Population (31 December 1972)
- • Total: 640
- • Density: 19.1/km^{2} (49/sq mi)
- Administrative center: Bergö

= Bergö =

Former municipality of Finland

Bergö is an island and former municipality of Finland in the Coastal Ostrobothnia region. The municipality of Bergö was incorporated with Malax in 1973. The island's only connection to the mainland is currently the year-round ferry.

In December 1970, Bergö had a total population of 647 people, and 98% of the inhabitants were Swedish-speaking. At its highest population level in 1938, 948 people lived in the municipality. Before it was abolished, Bergö's land area was 33.8 km^{2} and its neighbouring municipalities were Korsnäs, Malax and Petalax.

== Name ==
Bergö's name was originally Vargö [], but the name of the island and village was changed to Bergö in 1830, probably because the original name was considered demeaning. The name of the island was documented as Wargö (1546) and as Vargöö (1552), among others. The form Susiluoto ('Wolf Island') has also been used in Finnish.

== History ==
Originally, Bergö was four separate islands: Granön, Långön, Norrön and Holmen, which later merged due to post-glacial rebound. The history of Bergö Island goes all the way back to the late 1400s, when the first farmer was mentioned in 1495. In the 1500s, the island had nine houses, and about 40 inhabitants. Bergö, which was originally part of the parish of Korsholm, shared a prayer house with Malax in 1652 and a chapel parish in 1848. Bergö parish became independent in 1908 and received its own vicar for the first time in 1911. The parish is now part of the Malax parish union, and of the Porvoo Communion. Bergö island was granted a ferry connection in 1962, when the ferry sailed from Vaasa only during the daytime. In 1979, this was replaced by a cable ferry, which runs from 5:30am to 00:10am every day; outside these times, the ferry can be called with buttons on the beaches.

The municipality of Bergö was merged with Malax in 1973.

Bergö's attractions include its wooden church, which was built in 1800-1802 and extended to its current appearance in 1852–1853.

== Bergö village ==
Bergö's only village is also called Bergö, and is approximately 3.15 km2 in size, with roughly 480 inhabitants. Its neighbourhoods include Bredhällan, Holme, Granön, Långön, Perisgrund and Södersund.

The population has remained relatively stable over the past ten years. There are about 60 jobs in the village and the proportion of those working elsewhere is about 50 percent. Most jobs are found in the service sector and the proportion of primary production has clearly decreased. In 2003, there were about 40 full-time fishermen in the village. The jobs provided by the Coast Guard and pilotage have largely disappeared, but the Bergö ferry connection still employs six people.

== Infrastructure and services ==
There is a fishing port on Ytterbådan, as well as marinas at Bredhällan, Perisgrund and at Norrsundet. A guest jetty and service house are located near the ferry berth. Bergö Båtklubb rf takes care of the small boat fairways in the Bergö archipelago.

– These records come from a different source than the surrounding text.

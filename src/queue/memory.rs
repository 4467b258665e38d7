//! In-process queue backend

use crate::queue::{HarvestResult, Job, JobQueue, QueueError, QueueResult};
use async_trait::async_trait;
use std::collections::VecDeque;
use std::sync::{Mutex, MutexGuard};
use std::time::Duration;
use tokio::sync::Notify;

/// FIFO queue held in memory
///
/// Suitable for single-process runs and tests. Jobs do not survive a restart.
#[derive(Debug, Default)]
pub struct MemoryQueue {
    jobs: Mutex<VecDeque<Job>>,
    results: Mutex<Vec<HarvestResult>>,
    capacity: Option<usize>,
    available: Notify,
}

impl MemoryQueue {
    pub fn new() -> Self {
        Self::default()
    }

    /// Creates a queue that rejects jobs beyond `capacity`
    pub fn bounded(capacity: usize) -> Self {
        Self {
            capacity: Some(capacity),
            ..Self::default()
        }
    }

    /// Results published so far, oldest first
    pub fn results(&self) -> Vec<HarvestResult> {
        match self.results.lock() {
            Ok(results) => results.clone(),
            Err(poisoned) => poisoned.into_inner().clone(),
        }
    }

    fn jobs(&self) -> QueueResult<MutexGuard<'_, VecDeque<Job>>> {
        self.jobs
            .lock()
            .map_err(|_| QueueError::Unavailable("job list lock poisoned".to_string()))
    }

    fn pop(&self) -> QueueResult<Option<Job>> {
        Ok(self.jobs()?.pop_front())
    }
}

#[async_trait]
impl JobQueue for MemoryQueue {
    async fn enqueue(&self, job: &Job) -> QueueResult<()> {
        {
            let mut jobs = self.jobs()?;
            if let Some(capacity) = self.capacity {
                if jobs.len() >= capacity {
                    return Err(QueueError::Full(capacity));
                }
            }
            jobs.push_back(job.clone());
        }

        self.available.notify_one();
        Ok(())
    }

    async fn dequeue(&self, timeout: Duration) -> QueueResult<Option<Job>> {
        let deadline = tokio::time::Instant::now() + timeout;

        loop {
            if let Some(job) = self.pop()? {
                return Ok(Some(job));
            }

            if tokio::time::timeout_at(deadline, self.available.notified())
                .await
                .is_err()
            {
                return self.pop();
            }
        }
    }

    async fn publish_result(&self, result: &HarvestResult) -> QueueResult<()> {
        self.results
            .lock()
            .map_err(|_| QueueError::Unavailable("result list lock poisoned".to_string()))?
            .push(result.clone());
        Ok(())
    }

    async fn size(&self) -> QueueResult<usize> {
        Ok(self.jobs()?.len())
    }

    async fn clear(&self) -> QueueResult<()> {
        self.jobs()?.clear();
        Ok(())
    }
}
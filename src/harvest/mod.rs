//! Harvesting: extraction, fetching, proxies and the per-job session
//!
//! A [`HarvestSession`] drives one job page by page. It asks a
//! [`PageFetcher`] for rendered markup (retrying through the [`ProxyPool`]
//! when asked to), turns the markup into [`Listing`]s with the
//! [`Extractor`], and stores each page's records as soon as they exist.

mod direct;
mod extractor;
mod fetcher;
mod proxy;
mod record;
mod session;
mod state;

pub use direct::{harvest_categories, DirectRun};
pub use extractor::{
    attr_at, digits_only, normalize_href, parse_rating, parse_selector, text_at, Extractor,
    Strategy, StrategyChain, ITEM_CONTAINER,
};
pub use fetcher::{BrowserFetcher, FailureKind, FetchFailure, FetchOutcome, PageFetcher};
pub use proxy::{HttpProxyProbe, ProxyEndpoint, ProxyPool, ProxyProbe, ProxyStatus};
pub use record::{Listing, Record};
pub use session::{
    page_url, DelayRange, FetchAttempt, HarvestContext, HarvestSession, HarvestSettings,
    PageOutcome, PageResult, SessionReport,
};
pub use state::SessionState;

Bergö has a ferry connection that operates according to a timetable. The bus connection from Bergö to Vaasa currently runs only once a day on weekdays. Two-thirds of households have access to the municipal water supply and sewerage system. The cable TV network is extended to the majority of households and the option of fast fibre connectivity is also available. The Petalax-Bergö local television channel broadcasts two days a week.

Other services at Bergö include: a school for grades 1–6, day care, two grocery stores, bank, library, hairdressers, flower and gift stalls, café, medicine cabinet, post office, swimming beach, mini golf course, sauna, riding school. Bergö residents are very active in associations.

== Population ==
The following graph shows the population development of Bergö every ten years between 1880 and 1970.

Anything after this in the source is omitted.